Optimized R2 retroelement complexes for DNA insertion into plant genomes

Traditional approaches for DNA insertion into plant genomes using Agrobacterium tumefaciens result in random integration. Newer genetic engineering methods based on nucleases, prime editors, transposases and recombinases extend capabilities but remain constrained with low efficiencies, off-target integration or limited payload size. Here we adapt the avian Taeniopygia guttata R2 protein (R2Tg) for targeted DNA insertion into plant genomes by engineering R2Tg expression cassettes and RNA payloads carrying intron-disrupted reporters, with optimized ribosomal DNA homology arms and untranslated regions.

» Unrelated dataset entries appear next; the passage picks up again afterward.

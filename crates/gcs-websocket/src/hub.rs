//! WebSocket connection hub
//!
//! Tracks connected dashboard clients, their event-type subscriptions, and
//! fans engine events out to them.

use gcs_core::{Event, EventType, MissionCommand, TelemetrySnapshot};

use dashmap::DashMap;
use parking_lot::RwLock;
use std::collections::HashSet;
use std::sync::atomic::{AtomicUsize, Ordering};
use tokio::sync::broadcast;
use tracing::{debug, info, warn};
use uuid::Uuid;

/// Broadcast channel capacity
const BROADCAST_CAPACITY: usize = 1024;

type CommandHandler = Box<dyn Fn(MissionCommand) + Send + Sync>;
type SnapshotSource = Box<dyn Fn() -> TelemetrySnapshot + Send + Sync>;

/// WebSocket connection hub
pub struct WebSocketHub {
    /// Broadcast sender for events
    broadcast_tx: broadcast::Sender<Event>,
    /// Connected clients
    clients: DashMap<Uuid, ClientState>,
    /// Total message count
    message_count: AtomicUsize,
    /// Mission start/end requests from clients
    command_handler: RwLock<Option<CommandHandler>>,
    /// Current telemetry, sent on connect and on request
    snapshot_source: RwLock<Option<SnapshotSource>>,
}

/// State for a connected client
#[derive(Debug)]
struct ClientState {
    /// Subscribed event types (None = all)
    subscriptions: Option<HashSet<EventType>>,
    /// Connection timestamp
    connected_at: chrono::DateTime<chrono::Utc>,
}

impl WebSocketHub {
    /// Create a new WebSocket hub
    pub fn new() -> Self {
        let (broadcast_tx, _) = broadcast::channel(BROADCAST_CAPACITY);

        Self {
            broadcast_tx,
            clients: DashMap::new(),
            message_count: AtomicUsize::new(0),
            command_handler: RwLock::new(None),
            snapshot_source: RwLock::new(None),
        }
    }

    /// Register a new client and return a broadcast receiver
    pub fn register_client(&self, client_id: Uuid) -> broadcast::Receiver<Event> {
        let state = ClientState {
            subscriptions: None,
            connected_at: chrono::Utc::now(),
        };

        self.clients.insert(client_id, state);
        info!("Client {} registered ({} total)", client_id, self.clients.len());

        self.broadcast_tx.subscribe()
    }

    /// Unregister a client
    pub fn unregister_client(&self, client_id: Uuid) {
        if let Some((_, state)) = self.clients.remove(&client_id) {
            let connected_for = chrono::Utc::now() - state.connected_at;
            info!(
                "Client {} unregistered after {}s ({} remaining)",
                client_id,
                connected_for.num_seconds(),
                self.clients.len()
            );
        }
    }

    /// Get number of connected clients
    pub fn client_count(&self) -> usize {
        self.clients.len()
    }

    /// Broadcast an event to all clients
    pub fn broadcast(&self, event: Event) {
        self.message_count.fetch_add(1, Ordering::Relaxed);

        // Drops if no receivers
        let _ = self.broadcast_tx.send(event);
    }

    /// Whether `client_id` should receive events of `event_type`
    pub fn wants(&self, client_id: Uuid, event_type: EventType) -> bool {
        self.clients
            .get(&client_id)
            .map(|c| match &c.subscriptions {
                None => true,
                Some(types) => types.contains(&event_type),
            })
            .unwrap_or(false)
    }

    /// Restrict a client to specific event types
    pub fn subscribe(&self, client_id: Uuid, event_types: Option<Vec<EventType>>) {
        if let Some(mut client) = self.clients.get_mut(&client_id) {
            client.subscriptions = event_types.map(|types| types.into_iter().collect());
            debug!("Client {} subscriptions updated", client_id);
        }
    }

    /// Drop event types from a client's subscriptions
    pub fn unsubscribe(&self, client_id: Uuid, event_types: Option<Vec<EventType>>) {
        if let Some(mut client) = self.clients.get_mut(&client_id) {
            match event_types {
                Some(types) => {
                    let subs = client
                        .subscriptions
                        .get_or_insert_with(|| EventType::ALL.into_iter().collect());
                    for t in types {
                        subs.remove(&t);
                    }
                }
                None => client.subscriptions = Some(HashSet::new()),
            }
            debug!("Client {} unsubscribed", client_id);
        }
    }

    /// Set command handler callback
    pub fn set_command_handler<F>(&self, handler: F)
    where
        F: Fn(MissionCommand) + Send + Sync + 'static,
    {
        *self.command_handler.write() = Some(Box::new(handler));
    }

    /// Handle a command from a client
    pub fn handle_command(&self, command: MissionCommand) {
        if let Some(ref handler) = *self.command_handler.read() {
            handler(command);
        } else {
            warn!("No command handler registered");
        }
    }

    /// Set where the current snapshot comes from
    pub fn set_snapshot_source<F>(&self, source: F)
    where
        F: Fn() -> TelemetrySnapshot + Send + Sync + 'static,
    {
        *self.snapshot_source.write() = Some(Box::new(source));
    }

    /// Current snapshot, if a source is registered
    pub fn current_snapshot(&self) -> Option<TelemetrySnapshot> {
        self.snapshot_source.read().as_ref().map(|source| source())
    }

    /// Get total messages broadcast
    pub fn message_count(&self) -> usize {
        self.message_count.load(Ordering::Relaxed)
    }
}

impl Default for WebSocketHub {
    fn default() -> Self {
        Self::new()
    }
}

// ============================================================================
// TESTS
// ============================================================================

In Arabidopsis thaliana protoplasts, Nicotiana benthamiana leaves and Solanum lycopersicum seedlings, our R2Tg editor system achieves targeted insertion of full-length payloads ranging from 2.2 kb to 5 kb. In Nicotiana benthamiana leaves, integration occurs, on average, at 1 copy per genome, which is 30 times more efficient than that achieved by Cas9 homology-directed repair. This work establishes an R2Tg ribonucleoprotein platform for targeted DNA insertion into plant genomes, using a multicopy genomic safe-harbor site to enable efficient addition of multikilobase genes. R2 retrotransposons are used to integrate DNA into plant and crop 25S ribosomal DNA sites.